TASK DESCRIPTION: Lines outside the range are not wanted. Give again exactly the lines between the line holding "use crate::credential::Credential;" and the line holding "let pair = cfgs.credentials.pairs.first()", inclusive, from the listing below.

PROVIDED RECORDS:
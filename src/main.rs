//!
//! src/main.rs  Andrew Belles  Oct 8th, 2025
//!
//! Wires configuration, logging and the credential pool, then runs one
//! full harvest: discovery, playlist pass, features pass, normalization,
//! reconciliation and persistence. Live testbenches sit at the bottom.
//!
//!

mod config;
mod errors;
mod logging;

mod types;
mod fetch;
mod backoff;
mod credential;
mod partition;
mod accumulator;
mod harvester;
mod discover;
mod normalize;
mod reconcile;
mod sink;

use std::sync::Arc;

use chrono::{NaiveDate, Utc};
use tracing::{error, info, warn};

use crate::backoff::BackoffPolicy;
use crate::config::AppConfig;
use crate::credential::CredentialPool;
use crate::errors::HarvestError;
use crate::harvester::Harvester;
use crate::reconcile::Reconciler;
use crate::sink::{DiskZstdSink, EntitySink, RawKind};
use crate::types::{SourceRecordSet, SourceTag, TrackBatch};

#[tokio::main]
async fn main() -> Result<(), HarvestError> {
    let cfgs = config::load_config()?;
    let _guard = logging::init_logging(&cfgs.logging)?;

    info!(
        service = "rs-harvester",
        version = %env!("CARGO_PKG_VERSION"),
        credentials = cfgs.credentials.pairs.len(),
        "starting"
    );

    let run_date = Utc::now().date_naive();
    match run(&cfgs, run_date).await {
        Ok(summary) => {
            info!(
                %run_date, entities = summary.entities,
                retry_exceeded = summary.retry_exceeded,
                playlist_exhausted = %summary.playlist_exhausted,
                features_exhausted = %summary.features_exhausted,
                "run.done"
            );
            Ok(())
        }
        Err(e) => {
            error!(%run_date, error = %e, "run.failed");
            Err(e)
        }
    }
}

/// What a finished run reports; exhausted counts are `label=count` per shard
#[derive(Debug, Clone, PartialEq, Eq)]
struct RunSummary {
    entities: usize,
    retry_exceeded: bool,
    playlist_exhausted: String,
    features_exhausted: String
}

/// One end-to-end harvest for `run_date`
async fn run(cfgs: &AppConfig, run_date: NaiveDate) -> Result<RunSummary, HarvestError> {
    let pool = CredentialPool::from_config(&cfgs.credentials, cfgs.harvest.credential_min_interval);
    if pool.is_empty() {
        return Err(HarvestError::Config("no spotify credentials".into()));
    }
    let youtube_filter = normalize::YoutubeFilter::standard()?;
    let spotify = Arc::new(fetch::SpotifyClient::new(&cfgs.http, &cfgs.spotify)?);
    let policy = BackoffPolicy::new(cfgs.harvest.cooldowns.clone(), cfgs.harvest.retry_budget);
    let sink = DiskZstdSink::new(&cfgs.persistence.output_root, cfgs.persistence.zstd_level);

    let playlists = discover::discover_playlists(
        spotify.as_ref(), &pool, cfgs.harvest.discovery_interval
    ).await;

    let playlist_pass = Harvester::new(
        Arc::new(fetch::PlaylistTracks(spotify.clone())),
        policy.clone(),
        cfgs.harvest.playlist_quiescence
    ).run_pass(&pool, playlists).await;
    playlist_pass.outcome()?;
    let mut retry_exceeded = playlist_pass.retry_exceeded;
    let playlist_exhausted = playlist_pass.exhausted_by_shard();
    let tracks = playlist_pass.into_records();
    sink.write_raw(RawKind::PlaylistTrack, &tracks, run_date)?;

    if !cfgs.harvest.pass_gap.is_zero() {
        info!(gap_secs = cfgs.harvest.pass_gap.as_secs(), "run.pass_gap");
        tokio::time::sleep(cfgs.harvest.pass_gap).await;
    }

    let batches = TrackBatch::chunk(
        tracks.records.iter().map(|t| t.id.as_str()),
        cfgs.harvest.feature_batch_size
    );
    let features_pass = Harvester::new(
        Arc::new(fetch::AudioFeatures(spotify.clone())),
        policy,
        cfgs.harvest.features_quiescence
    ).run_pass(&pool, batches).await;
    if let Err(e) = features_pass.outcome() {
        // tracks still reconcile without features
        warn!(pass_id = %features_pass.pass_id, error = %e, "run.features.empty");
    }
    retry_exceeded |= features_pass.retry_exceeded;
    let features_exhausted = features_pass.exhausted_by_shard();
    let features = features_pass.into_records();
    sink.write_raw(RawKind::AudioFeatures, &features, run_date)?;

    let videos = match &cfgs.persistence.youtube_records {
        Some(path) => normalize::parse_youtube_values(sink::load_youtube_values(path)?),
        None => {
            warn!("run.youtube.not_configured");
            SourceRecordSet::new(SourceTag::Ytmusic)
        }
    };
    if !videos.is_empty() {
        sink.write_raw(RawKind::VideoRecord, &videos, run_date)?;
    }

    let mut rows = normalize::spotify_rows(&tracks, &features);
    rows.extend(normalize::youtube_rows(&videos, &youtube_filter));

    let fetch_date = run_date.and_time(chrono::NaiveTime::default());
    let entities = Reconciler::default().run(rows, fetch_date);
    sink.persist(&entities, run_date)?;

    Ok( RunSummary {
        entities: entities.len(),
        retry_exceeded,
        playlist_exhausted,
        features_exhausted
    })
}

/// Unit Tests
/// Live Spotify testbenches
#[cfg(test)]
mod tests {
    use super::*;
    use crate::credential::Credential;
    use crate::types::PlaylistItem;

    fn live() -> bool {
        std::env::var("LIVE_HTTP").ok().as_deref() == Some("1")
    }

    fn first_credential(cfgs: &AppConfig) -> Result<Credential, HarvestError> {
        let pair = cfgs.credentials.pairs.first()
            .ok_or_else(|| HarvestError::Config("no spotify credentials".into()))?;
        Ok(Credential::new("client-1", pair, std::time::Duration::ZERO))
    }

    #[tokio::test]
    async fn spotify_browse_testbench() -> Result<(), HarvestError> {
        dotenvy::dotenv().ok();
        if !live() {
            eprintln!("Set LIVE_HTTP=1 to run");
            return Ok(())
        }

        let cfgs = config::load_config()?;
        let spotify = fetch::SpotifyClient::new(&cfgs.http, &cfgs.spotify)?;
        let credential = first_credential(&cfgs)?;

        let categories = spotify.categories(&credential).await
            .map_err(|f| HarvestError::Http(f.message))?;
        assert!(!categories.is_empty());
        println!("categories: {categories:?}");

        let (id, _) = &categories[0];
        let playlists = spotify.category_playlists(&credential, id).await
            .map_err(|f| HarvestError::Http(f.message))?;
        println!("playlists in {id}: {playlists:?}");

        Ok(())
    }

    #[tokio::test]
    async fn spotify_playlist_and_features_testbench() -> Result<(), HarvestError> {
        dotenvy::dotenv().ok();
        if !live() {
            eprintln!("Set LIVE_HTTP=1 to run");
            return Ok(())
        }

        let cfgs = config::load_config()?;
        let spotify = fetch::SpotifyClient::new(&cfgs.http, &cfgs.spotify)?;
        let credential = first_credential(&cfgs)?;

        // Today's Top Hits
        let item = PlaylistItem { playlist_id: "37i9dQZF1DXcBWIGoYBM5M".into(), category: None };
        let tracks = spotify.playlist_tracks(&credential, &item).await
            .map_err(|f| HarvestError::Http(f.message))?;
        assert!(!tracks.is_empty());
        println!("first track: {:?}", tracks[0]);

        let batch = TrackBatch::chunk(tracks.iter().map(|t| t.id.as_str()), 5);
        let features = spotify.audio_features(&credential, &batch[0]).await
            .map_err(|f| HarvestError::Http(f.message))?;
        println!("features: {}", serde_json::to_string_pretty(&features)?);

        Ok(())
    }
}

ANSWER SPACE:
    use crate::credential::Credential;
    use crate::types::PlaylistItem;

    fn live() -> bool {
        std::env::var("LIVE_HTTP").ok().as_deref() == Some("1")
    }

    fn first_credential(cfgs: &AppConfig) -> Result<Credential, HarvestError> {
        let pair = cfgs.credentials.pairs.first()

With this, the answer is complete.